- WHAT TO WORK ON -
The expected output is each line in the data below that includes the string "PartialEq".

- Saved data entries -
┏━━

// src/models/payload.rs

//! Raw upstream response shapes.
//!
//! Upstream has moved the item list around release to release: under
//! `data.item`, under `data.items`, as `data` itself, as the whole body,
//! and (for score lines) as a JSON document encoded inside the `data`
//! string. All of that is resolved here, once.

use serde_json::{Map, Value};

/// Tagged view of a raw upstream value.
#[derive(Debug, Clone, PartialEq)]
pub enum Payload {
    Object(Map<String, Value>),
    List(Vec<Value>),
    /// A string that is expected to hold a JSON document.
    Encoded(String),
    Unrecognized(Value),
}

impl Payload {
    pub fn classify(value: Value) -> Self {
        match value {
            Value::Object(map) => Self::Object(map),
            Value::Array(items) => Self::List(items),
            Value::String(s) => Self::Encoded(s),
            other => Self::Unrecognized(other),
        }
    }

    /// Decode an `Encoded` payload one level. Anything that does not parse
    /// into an object or list is `Unrecognized`.
    pub fn resolve(self) -> Self {
        match self {
            Self::Encoded(text) => match serde_json::from_str::<Value>(&text) {
                Ok(value @ (Value::Object(_) | Value::Array(_))) => Self::classify(value),
                Ok(other) => Self::Unrecognized(other),
                Err(_) => Self::Unrecognized(Value::String(text)),
            },
            other => other,
        }
    }

    /// Item list held by this payload, looking under `list_keys` (in order)
    /// when it is an object.
    ///
    /// A key present with `null` counts as an empty list. `None` means the
    /// expected list is not there at all.
    pub fn into_items(self, list_keys: &[String]) -> Option<Vec<Value>> {
        match self.resolve() {
            Self::List(items) => Some(items),
            Self::Object(mut map) => list_keys.iter().find_map(|key| match map.remove(key) {
                Some(Value::Array(items)) => Some(items),
                Some(Value::Null) => Some(Vec::new()),
                _ => None,
            }),
            _ => None,
        }
    }
}

/// Extract the item list from a full response body.
///
/// `None` is the partial-data case: the body parsed but the list is not
/// where any known shape puts it. Callers treat it as zero items.
pub fn extract_items(body: &Value, list_keys: &[String]) -> Option<Vec<Value>> {
    match body {
        Value::Array(items) => Some(items.clone()),
        Value::Object(map) => {
            let data = map.get("data")?;
            Payload::classify(data.clone()).into_items(list_keys)
        }
        _ => None,
    }
}

/// The `data` member of a body as a resolved payload.
pub fn data_payload(body: &Value) -> Option<Payload> {
    body.get("data")
        .cloned()
        .map(|data| Payload::classify(data).resolve())
}
// src/pipeline/summary.rs

//! End-of-stage coverage summary.

use std::collections::{BTreeMap, BTreeSet};

use serde_json::Value;

use crate::models::Record;

/// Coverage counts over a stage's records.
#[derive(Debug, Clone, Default, PartialEq, Eq)]
pub struct RunSummary {
    pub records: usize,
    pub schools: usize,
    pub provinces: usize,
    /// Records per year
    pub years: BTreeMap<String, usize>,
}

impl RunSummary {
    pub fn from_records(records: &[Record]) -> Self {
        let mut schools = BTreeSet::new();
        let mut provinces = BTreeSet::new();
        let mut years = BTreeMap::new();

        for record in records {
            if let Some(id) = record.id("school_id") {
                schools.insert(id);
            }
            if let Some(province) = record.str("province").filter(|p| !p.is_empty()) {
                provinces.insert(province.to_string());
            }
            if let Some(year) = record.value("year").and_then(year_key) {
                *years.entry(year).or_insert(0) += 1;
            }
        }

        Self {
            records: records.len(),
            schools: schools.len(),
            provinces: provinces.len(),
            years,
        }
    }

    pub fn log(&self, stage: &str) {
        if self.records == 0 {
            log::info!("{stage}: no records");
            return;
        }
        log::info!(
            "{stage}: {} records covering {} schools, {} provinces",
            self.records,
            self.schools,
            self.provinces
        );
        if !self.years.is_empty() {
            let years = self
                .years
                .iter()
                .rev()
                .map(|(year, count)| format!("{year}: {count}"))
                .collect::<Vec<_>>()
                .join(", ");
            log::info!("{stage}: by year {{{years}}}");
        }
    }
}

fn year_key(value: &Value) -> Option<String> {
    match value {
        Value::String(s) if !s.is_empty() => Some(s.clone()),
        Value::Number(n) => Some(n.to_string()),
        _ => None,
    }
}
// src/lib.rs

//! Admissions data harvester library

pub mod error;
pub mod models;
pub mod pipeline;
pub mod services;
pub mod storage;
pub mod utils;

┗━━

- ANSWER AREA -
#[derive(Debug, Clone, PartialEq)]
#[derive(Debug, Clone, Default, PartialEq, Eq)]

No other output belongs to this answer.